*** Opening Data extract ***

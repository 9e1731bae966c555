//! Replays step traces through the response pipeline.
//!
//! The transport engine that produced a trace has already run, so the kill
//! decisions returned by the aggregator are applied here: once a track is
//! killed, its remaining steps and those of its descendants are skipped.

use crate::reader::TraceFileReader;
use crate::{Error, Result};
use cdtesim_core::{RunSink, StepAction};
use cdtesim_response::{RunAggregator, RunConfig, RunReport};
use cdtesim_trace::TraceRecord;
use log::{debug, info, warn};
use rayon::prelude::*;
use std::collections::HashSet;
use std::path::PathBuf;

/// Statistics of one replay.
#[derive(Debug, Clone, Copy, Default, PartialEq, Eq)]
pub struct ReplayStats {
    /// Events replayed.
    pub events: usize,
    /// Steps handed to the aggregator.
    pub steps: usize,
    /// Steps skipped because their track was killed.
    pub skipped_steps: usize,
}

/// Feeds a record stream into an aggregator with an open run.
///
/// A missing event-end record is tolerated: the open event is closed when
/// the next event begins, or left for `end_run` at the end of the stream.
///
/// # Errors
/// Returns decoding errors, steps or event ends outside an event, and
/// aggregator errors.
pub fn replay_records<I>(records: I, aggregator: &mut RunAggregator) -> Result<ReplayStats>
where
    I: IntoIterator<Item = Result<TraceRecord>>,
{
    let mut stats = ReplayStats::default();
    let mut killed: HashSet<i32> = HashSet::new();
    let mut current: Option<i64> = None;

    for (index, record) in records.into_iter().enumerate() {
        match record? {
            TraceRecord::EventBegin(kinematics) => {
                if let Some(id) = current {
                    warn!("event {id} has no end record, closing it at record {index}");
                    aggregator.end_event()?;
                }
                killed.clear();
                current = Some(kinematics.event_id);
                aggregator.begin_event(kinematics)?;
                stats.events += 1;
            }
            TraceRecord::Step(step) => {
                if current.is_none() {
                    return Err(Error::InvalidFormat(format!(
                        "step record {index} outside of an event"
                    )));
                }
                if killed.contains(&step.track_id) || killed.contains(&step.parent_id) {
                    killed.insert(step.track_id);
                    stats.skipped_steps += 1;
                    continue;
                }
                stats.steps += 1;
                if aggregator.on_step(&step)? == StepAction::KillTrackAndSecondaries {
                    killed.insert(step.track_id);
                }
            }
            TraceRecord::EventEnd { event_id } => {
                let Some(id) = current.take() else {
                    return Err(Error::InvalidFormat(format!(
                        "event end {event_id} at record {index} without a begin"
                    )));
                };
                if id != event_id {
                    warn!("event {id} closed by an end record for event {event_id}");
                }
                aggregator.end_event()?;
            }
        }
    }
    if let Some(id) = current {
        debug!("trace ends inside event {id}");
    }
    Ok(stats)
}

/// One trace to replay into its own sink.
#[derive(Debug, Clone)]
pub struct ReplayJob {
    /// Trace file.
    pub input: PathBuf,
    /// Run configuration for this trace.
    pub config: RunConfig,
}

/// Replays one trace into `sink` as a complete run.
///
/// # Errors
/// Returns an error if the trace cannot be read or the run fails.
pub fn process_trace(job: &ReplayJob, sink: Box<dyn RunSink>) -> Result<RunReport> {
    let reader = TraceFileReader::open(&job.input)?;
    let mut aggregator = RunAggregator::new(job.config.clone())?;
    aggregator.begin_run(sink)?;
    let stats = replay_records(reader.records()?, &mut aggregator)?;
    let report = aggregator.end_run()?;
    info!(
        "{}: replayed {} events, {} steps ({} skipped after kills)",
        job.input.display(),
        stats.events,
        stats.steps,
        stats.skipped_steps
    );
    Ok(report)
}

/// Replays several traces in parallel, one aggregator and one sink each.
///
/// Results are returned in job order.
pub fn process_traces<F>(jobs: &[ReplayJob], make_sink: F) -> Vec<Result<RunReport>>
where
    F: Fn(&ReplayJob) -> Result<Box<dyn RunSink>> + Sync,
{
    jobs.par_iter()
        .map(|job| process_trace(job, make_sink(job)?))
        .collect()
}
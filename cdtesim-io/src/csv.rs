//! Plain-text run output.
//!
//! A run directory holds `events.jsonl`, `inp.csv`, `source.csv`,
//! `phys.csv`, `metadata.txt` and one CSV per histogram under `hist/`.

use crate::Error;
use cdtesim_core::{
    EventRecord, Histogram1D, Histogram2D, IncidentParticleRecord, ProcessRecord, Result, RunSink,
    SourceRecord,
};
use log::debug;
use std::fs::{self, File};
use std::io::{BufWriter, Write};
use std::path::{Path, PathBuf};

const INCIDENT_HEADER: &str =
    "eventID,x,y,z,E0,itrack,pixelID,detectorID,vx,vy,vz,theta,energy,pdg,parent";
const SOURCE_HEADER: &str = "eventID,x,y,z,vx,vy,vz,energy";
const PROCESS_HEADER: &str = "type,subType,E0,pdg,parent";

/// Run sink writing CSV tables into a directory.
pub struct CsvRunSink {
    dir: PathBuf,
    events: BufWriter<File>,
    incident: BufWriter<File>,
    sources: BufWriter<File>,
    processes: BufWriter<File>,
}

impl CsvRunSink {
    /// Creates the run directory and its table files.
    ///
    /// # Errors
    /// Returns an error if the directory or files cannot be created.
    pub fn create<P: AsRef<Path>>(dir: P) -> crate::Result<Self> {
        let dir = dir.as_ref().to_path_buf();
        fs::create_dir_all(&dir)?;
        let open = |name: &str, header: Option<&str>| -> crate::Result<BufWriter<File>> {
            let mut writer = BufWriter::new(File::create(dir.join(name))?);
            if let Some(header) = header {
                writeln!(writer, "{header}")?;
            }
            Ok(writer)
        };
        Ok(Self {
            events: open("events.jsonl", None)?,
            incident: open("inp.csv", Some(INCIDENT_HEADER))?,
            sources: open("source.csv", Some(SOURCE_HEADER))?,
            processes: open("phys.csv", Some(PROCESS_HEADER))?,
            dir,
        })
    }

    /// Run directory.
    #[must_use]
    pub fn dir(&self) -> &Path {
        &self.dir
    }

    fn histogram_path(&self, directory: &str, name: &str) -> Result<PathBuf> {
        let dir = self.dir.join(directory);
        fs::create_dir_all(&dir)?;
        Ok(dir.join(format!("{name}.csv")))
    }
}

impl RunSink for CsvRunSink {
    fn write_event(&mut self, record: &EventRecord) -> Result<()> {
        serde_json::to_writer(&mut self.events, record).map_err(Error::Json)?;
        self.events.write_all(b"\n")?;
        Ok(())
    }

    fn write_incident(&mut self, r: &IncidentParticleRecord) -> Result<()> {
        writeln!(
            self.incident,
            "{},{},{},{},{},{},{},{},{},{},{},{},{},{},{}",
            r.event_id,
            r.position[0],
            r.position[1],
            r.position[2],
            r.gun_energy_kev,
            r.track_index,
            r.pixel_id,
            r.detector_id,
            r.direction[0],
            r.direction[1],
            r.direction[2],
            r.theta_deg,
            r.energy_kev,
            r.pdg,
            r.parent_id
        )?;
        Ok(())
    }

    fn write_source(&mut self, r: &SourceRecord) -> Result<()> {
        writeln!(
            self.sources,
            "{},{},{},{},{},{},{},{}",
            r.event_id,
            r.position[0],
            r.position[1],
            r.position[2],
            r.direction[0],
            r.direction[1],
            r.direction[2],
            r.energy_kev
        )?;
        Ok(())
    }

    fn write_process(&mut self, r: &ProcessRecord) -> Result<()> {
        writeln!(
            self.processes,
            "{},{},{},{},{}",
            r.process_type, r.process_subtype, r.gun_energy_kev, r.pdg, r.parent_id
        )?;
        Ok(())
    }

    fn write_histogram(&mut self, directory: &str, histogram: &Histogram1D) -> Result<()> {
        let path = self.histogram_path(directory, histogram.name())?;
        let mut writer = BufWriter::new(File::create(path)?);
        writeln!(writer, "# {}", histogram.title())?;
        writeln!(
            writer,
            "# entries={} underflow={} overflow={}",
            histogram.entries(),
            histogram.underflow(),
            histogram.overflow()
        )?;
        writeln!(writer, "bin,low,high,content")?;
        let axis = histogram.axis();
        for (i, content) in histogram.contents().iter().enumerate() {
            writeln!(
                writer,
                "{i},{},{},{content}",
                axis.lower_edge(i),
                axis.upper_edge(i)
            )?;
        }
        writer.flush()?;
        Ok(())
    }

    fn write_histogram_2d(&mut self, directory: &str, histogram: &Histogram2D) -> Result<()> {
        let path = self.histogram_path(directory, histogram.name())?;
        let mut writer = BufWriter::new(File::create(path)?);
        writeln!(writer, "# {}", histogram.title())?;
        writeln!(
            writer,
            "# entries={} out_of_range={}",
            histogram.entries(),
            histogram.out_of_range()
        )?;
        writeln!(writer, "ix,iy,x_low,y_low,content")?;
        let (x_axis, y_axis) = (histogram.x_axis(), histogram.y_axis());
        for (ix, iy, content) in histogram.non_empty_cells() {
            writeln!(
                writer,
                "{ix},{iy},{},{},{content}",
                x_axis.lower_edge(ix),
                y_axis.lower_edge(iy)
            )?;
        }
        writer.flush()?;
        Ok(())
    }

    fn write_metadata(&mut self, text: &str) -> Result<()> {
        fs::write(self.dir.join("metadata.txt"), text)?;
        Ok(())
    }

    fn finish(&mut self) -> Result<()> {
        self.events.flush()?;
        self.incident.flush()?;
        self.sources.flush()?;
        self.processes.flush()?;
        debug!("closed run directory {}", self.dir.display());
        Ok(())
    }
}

*** Closing Data extract ***

Each line above with the word "TraceFileReader" must be returned.

use crate::reader::TraceFileReader;
    let reader = TraceFileReader::open(&job.input)?;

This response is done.